Professor Ellen Hahn and Dean Janie Heath's Op-ed on Funding Tobacco Prevention and Treatment Efforts

Posted: March 29, 2016

Professor Ellen Hahn and Dean Janie Heath penned an op-ed that was featured in the Louisville Courier-Journal, and the Lexington Herald-Leader. The piece was written in response to a CDC report that admonished South Carolina, Texas and Kentucky for failing to provide enough money from tobacco tax revenue for tobacco prevention efforts. Below is the text from their op-ed:

The health of Kentucky continues to make headline news with smoking prevalence rates among the highest in the United States.

It's a critical issue for Kentucky and the country. Smoking remains the No. 1 preventable cause of early death and disease and, at the same time, our Commonwealth continues to underfund tobacco prevention and treatment efforts, according to a recent report from the Centers for Disease Prevention and Control.

Moreover, a recent study revealed that the tobacco companies have deliberately blocked public health policy in tobacco-growing states since the 1960s. Against that backdrop, it should be no surprise that we haven't made more progress in thwarting the state's No. 1 killer over the past 50 years.

The costs for Kentucky — in health care expenses and in the most important measure of human life and health — are staggering. There have been 500,000 premature deaths in Kentucky over the past 50 years — a sobering statistic that represents decades of tears, lost income, medical bills, pain, and needless suffering.

Specifically, the CDC estimates that Kentucky needs at least $56 million per year to adequately address our No. 1 killer. Yet, the state spent $2.5 million in fiscal year 2015 for tobacco prevention and cessation efforts that are known to be effective. This amount is a mere 4.4% of what is actually needed to tackle the scourge of tobacco use in our state.

The $2.5 million we spend on tobacco control compares to $271 million per year that the tobacco industry spends every year in Kentucky to market cigarettes. In other words, for every $1 spent on tobacco control in Kentucky per year, the tobacco industry spends $109 marketing tobacco products.

The disparity is striking. The costs are too high.

Today, our adult smoking rate is 40 percent higher than the national average.

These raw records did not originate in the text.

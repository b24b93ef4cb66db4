#![allow(dead_code)]

use async_trait::async_trait;
use pantry_api_client::client::{IdentityError, IdentityProvider, User};
use pantry_api_client::{ApiClient, ClientConfig};
use std::sync::atomic::{AtomicUsize, Ordering};
use std::sync::Arc;
use wiremock::MockServer;

/// Provider failure a `FakeIdentity` can be told to produce
#[derive(Clone, Copy, PartialEq, Eq)]
pub enum Failure {
    /// Cached lookups fail with a malformed-token error
    Lookup,
    /// Forced refreshes are rejected by the token service
    Refresh,
}

/// Identity provider double that counts token lookups.
///
/// Cached lookups return `cached`; forced lookups return `fresh`, or fail with
/// `NoSession` when `fresh` is `None`. A configured `Failure` overrides both.
pub struct FakeIdentity {
    user: Option<User>,
    cached: String,
    fresh: Option<String>,
    failure: Option<Failure>,
    pub cached_calls: AtomicUsize,
    pub forced_calls: AtomicUsize,
}

impl FakeIdentity {
    pub fn signed_in(cached: &str, fresh: &str) -> Arc<Self> {
        Arc::new(Self {
            user: Some(User::new("u1")),
            cached: cached.to_string(),
            fresh: Some(fresh.to_string()),
            failure: None,
            cached_calls: AtomicUsize::new(0),
            forced_calls: AtomicUsize::new(0),
        })
    }

    /// Signed in, but the session cannot mint a new token
    pub fn without_refresh(cached: &str) -> Arc<Self> {
        Arc::new(Self {
            user: Some(User::new("u1")),
            cached: cached.to_string(),
            fresh: None,
            failure: None,
            cached_calls: AtomicUsize::new(0),
            forced_calls: AtomicUsize::new(0),
        })
    }

    pub fn signed_out() -> Arc<Self> {
        Arc::new(Self {
            user: None,
            cached: String::new(),
            fresh: None,
            failure: None,
            cached_calls: AtomicUsize::new(0),
            forced_calls: AtomicUsize::new(0),
        })
    }

    /// Signed in, with a provider that fails the given way
    pub fn failing(cached: &str, failure: Failure) -> Arc<Self> {
        Arc::new(Self {
            user: Some(User::new("u1")),
            cached: cached.to_string(),
            fresh: None,
            failure: Some(failure),
            cached_calls: AtomicUsize::new(0),
            forced_calls: AtomicUsize::new(0),
        })
    }

    pub fn forced(&self) -> usize {
        self.forced_calls.load(Ordering::SeqCst)
    }

    pub fn cached(&self) -> usize {
        self.cached_calls.load(Ordering::SeqCst)
    }
}

#[async_trait]
impl IdentityProvider for FakeIdentity {
    async fn current_user(&self) -> Option<User> {
        self.user.clone()
    }

    async fn id_token(&self, force_refresh: bool) -> Result<String, IdentityError> {
        if self.user.is_none() {
            return Err(IdentityError::NoSession);
        }
        if force_refresh {
            self.forced_calls.fetch_add(1, Ordering::SeqCst);
            if self.failure == Some(Failure::Refresh) {
                return Err(IdentityError::Refresh {
                    status: 503,
                    message: "Token service unavailable".to_string(),
                });
            }
            self.fresh.clone().ok_or(IdentityError::NoSession)
        } else {
            self.cached_calls.fetch_add(1, Ordering::SeqCst);
            if self.failure == Some(Failure::Lookup) {
                return Err(IdentityError::InvalidResponse(
                    "Stored token is malformed".to_string(),
                ));
            }
            Ok(self.cached.clone())
        }
    }
}

pub fn base_url(server: &MockServer) -> String {
    format!("{}/api", server.uri())
}

pub fn client_for(server: &MockServer, identity: Arc<dyn IdentityProvider>) -> ApiClient {
    client_with_config(ClientConfig::default().with_base_url(base_url(server)), identity)
}

pub fn client_with_config(config: ClientConfig, identity: Arc<dyn IdentityProvider>) -> ApiClient {
    ApiClient::with_config(config, identity).expect("Failed to build client")
}

pub async fn request_count(server: &MockServer) -> usize {
    server
        .received_requests()
        .await
        .map(|requests| requests.len())
        .unwrap_or(0)
}

pub fn init_test_logging() {
    let _ = env_logger::builder()
        .filter_level(log::LevelFilter::Debug)
        .is_test(true)
        .try_init();
}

Today, Kentucky taxpayers spend $1.9 billion treating sick smokers annually and an additional $128.4 million taking care of nonsmokers sick from secondhand smoke.

Each and every Kentucky household spends about $584 per year in federal and state taxes to pay for this.

Most smokers die between 35 and 69 years, in the prime of their lives. Kentucky will continue to needlessly lose entire generations to a chronic, addictive disease that is 100 percent preventable

Adequately investing in effective tobacco control measures is an enormous missed opportunity and a death sentence for 10,000 fathers, mothers, sisters, and brothers every year.

We know what to do to change the course of this deadly history.

The facts are that states that invest in effective, sustained tobacco-control programs have lower smoking rates. As tobacco-control spending goes up, smoking goes down. So does disability, disease, and death.

Examples of remarkable success stories are California and Florida. As a result of California's well-funded tobacco-control program, new cases of lung cancer declined significantly compared with rates in other parts of the country.

In Florida, the youth smoking rate dropped dramatically to 7.5 percent in large part due to their well-funded tobacco-control program. The recipe is plain, simple, and easy to follow.

Funding of a comprehensive, evidence-based tobacco control program in addition to a significant increase in the tobacco tax and a statewide smoke-free law -- that recipe will help us begin to treat and impact chronic disease and addiction that results directly from tobacco use.

It's time to invest upfront in comprehensive tobacco prevention and cessation. The next generation of Kentuckians is depending on us.